#### Problem requirements
Where in the records does the word "Some" appear? Copy each line that holds it.

Stored data entries:

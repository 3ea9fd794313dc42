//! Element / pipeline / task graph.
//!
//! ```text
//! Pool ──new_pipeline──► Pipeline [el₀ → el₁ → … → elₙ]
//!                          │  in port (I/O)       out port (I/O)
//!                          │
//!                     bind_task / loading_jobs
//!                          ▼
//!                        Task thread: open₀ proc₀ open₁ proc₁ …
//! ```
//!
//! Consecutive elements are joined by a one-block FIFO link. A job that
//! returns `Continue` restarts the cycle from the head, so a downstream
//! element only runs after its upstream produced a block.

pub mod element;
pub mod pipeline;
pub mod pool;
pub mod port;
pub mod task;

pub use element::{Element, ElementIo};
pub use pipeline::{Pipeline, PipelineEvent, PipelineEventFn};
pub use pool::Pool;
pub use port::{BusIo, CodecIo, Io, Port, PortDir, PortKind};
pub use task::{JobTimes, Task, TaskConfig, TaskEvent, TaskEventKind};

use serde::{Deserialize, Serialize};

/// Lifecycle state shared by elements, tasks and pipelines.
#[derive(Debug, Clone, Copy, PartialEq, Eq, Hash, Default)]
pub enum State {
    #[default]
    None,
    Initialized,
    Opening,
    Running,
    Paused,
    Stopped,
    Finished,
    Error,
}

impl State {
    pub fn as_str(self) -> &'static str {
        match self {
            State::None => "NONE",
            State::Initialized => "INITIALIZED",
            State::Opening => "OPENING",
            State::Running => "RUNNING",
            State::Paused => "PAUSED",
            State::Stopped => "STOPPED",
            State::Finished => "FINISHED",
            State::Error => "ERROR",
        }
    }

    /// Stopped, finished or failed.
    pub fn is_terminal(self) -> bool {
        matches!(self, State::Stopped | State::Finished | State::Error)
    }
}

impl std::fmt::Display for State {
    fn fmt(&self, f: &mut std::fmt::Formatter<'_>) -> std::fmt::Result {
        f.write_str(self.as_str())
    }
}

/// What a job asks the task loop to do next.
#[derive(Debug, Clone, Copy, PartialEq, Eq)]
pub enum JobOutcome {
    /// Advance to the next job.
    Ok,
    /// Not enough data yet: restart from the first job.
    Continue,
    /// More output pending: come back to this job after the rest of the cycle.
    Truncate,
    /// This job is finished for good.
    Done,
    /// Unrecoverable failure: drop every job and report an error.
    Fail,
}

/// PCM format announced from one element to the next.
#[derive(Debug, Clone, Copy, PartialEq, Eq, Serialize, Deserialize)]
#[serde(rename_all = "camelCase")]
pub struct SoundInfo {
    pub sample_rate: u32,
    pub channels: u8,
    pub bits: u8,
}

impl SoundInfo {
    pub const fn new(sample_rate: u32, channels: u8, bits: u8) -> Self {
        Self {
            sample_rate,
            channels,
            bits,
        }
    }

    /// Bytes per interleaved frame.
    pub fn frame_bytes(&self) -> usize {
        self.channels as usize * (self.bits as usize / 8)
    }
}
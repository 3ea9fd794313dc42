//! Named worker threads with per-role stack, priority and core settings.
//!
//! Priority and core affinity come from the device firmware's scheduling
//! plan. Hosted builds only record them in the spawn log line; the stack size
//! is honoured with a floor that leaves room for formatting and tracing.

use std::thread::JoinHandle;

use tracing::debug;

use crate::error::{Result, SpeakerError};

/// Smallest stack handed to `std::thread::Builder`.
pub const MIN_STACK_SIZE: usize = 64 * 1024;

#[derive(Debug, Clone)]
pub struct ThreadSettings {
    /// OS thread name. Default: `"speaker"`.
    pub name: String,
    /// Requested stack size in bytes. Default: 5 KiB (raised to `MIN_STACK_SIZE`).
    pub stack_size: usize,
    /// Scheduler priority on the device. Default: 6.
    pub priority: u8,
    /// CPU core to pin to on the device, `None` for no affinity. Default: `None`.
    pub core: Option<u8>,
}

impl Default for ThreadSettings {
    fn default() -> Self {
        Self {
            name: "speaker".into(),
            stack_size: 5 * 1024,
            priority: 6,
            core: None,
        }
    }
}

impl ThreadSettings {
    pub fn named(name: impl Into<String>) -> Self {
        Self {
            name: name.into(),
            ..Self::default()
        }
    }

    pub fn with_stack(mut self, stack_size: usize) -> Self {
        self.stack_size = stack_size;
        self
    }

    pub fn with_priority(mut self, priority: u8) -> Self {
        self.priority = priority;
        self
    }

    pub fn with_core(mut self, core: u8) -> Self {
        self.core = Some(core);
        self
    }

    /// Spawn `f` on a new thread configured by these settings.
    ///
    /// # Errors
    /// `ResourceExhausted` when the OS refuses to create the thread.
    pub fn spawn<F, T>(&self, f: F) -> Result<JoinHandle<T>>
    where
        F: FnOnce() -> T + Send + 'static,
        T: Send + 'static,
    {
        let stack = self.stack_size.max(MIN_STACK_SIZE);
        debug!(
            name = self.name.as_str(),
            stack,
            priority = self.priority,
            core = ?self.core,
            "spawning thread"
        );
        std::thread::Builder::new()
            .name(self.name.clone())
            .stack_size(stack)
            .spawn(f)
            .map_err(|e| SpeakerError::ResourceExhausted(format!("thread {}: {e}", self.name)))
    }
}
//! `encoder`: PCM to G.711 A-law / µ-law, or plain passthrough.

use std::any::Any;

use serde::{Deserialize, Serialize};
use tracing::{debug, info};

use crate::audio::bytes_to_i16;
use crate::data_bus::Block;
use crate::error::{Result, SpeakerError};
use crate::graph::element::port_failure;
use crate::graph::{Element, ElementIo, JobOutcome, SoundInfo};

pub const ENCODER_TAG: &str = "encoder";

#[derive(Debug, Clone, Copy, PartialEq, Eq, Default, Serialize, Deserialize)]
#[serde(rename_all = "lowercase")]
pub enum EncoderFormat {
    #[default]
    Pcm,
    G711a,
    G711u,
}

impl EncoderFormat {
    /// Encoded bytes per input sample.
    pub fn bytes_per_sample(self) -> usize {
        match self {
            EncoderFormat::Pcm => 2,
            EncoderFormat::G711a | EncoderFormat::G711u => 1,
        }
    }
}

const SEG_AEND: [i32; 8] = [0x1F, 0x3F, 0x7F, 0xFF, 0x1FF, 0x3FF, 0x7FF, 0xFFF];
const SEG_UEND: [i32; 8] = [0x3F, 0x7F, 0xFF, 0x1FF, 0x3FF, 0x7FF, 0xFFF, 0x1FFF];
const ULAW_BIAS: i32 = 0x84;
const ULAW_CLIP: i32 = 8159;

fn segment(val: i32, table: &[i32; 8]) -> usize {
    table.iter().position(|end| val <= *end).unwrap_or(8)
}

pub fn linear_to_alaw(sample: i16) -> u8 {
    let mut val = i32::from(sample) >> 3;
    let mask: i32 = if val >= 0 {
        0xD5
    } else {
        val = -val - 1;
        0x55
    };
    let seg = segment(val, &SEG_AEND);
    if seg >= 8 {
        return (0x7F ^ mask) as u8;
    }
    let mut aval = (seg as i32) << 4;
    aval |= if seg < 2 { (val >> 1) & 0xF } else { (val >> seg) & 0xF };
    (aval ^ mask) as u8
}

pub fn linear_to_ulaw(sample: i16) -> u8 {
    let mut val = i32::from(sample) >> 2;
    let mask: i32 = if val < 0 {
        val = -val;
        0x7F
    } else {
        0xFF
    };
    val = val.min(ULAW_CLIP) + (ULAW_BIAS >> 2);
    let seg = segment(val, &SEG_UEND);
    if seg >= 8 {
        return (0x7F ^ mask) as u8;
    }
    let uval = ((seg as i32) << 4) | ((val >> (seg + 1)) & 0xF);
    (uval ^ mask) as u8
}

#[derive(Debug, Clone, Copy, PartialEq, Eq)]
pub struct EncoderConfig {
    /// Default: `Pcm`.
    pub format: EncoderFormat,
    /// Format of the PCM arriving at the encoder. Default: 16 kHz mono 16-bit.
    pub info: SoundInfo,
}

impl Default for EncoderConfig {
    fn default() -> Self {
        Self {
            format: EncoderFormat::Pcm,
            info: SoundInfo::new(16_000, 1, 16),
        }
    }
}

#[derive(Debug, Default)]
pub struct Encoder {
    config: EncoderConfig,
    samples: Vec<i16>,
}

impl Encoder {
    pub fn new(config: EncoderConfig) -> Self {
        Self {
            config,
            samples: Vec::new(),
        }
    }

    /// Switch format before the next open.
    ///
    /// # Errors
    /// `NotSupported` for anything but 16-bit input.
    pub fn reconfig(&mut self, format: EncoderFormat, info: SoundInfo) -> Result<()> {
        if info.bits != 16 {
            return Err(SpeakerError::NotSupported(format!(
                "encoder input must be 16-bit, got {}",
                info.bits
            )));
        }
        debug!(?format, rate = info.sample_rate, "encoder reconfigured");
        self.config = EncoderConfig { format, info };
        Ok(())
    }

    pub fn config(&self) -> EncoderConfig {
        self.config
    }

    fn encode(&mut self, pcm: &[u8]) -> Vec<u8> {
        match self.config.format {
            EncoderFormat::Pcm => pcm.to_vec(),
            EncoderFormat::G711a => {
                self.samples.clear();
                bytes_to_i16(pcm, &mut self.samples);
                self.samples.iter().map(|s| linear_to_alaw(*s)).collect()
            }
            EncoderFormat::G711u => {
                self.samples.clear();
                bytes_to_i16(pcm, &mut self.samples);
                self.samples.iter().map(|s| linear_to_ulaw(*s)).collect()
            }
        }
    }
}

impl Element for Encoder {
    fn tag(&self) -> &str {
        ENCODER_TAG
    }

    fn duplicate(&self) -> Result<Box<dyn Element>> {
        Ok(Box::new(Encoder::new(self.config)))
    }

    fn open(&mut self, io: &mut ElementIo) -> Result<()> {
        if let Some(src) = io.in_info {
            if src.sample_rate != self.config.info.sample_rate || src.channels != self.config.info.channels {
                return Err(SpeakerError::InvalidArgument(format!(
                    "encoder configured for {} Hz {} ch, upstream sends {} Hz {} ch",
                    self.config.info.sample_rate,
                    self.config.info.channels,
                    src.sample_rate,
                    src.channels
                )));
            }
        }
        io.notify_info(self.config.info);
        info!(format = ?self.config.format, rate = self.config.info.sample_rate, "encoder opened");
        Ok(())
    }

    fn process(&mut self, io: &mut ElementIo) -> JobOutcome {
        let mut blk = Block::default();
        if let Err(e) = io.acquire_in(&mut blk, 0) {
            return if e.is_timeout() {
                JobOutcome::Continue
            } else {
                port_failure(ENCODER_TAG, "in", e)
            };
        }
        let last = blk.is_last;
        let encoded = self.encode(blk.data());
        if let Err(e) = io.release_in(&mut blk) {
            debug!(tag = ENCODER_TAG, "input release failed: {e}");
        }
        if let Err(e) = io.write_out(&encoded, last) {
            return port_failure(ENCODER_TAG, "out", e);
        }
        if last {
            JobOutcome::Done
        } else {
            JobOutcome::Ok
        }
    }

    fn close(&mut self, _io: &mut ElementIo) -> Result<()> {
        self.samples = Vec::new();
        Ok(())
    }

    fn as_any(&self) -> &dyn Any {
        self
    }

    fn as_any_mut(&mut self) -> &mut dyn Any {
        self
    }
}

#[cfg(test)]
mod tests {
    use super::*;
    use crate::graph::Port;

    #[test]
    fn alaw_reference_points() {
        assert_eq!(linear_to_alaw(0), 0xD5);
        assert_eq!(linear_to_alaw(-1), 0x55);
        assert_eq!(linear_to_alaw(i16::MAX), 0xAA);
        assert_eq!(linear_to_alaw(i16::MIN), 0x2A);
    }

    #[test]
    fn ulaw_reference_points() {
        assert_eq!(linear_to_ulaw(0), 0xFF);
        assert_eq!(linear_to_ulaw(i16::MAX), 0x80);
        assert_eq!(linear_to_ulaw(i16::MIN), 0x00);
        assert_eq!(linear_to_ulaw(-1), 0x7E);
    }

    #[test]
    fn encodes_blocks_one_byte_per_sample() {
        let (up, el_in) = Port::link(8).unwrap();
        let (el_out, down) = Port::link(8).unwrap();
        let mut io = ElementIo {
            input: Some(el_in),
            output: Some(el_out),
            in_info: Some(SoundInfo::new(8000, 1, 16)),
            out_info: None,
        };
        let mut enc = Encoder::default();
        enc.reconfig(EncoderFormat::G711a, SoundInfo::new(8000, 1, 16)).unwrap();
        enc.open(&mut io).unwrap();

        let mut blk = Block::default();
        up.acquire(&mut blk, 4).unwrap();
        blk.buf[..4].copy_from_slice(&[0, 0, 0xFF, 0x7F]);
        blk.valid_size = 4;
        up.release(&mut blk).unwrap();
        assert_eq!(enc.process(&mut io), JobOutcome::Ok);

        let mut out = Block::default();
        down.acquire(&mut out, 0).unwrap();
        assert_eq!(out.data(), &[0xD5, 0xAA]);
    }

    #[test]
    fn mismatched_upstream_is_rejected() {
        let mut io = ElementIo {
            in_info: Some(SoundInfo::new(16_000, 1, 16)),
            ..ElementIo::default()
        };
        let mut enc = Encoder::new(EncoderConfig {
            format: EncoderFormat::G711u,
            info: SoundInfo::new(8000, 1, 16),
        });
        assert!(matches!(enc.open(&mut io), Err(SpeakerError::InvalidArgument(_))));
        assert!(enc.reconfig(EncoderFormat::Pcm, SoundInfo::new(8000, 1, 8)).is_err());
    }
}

#### Expected output
        self.core = Some(core);
        if let Some(src) = io.in_info {
            input: Some(el_in),
            output: Some(el_out),
            in_info: Some(SoundInfo::new(8000, 1, 16)),
            in_info: Some(SoundInfo::new(16_000, 1, 16)),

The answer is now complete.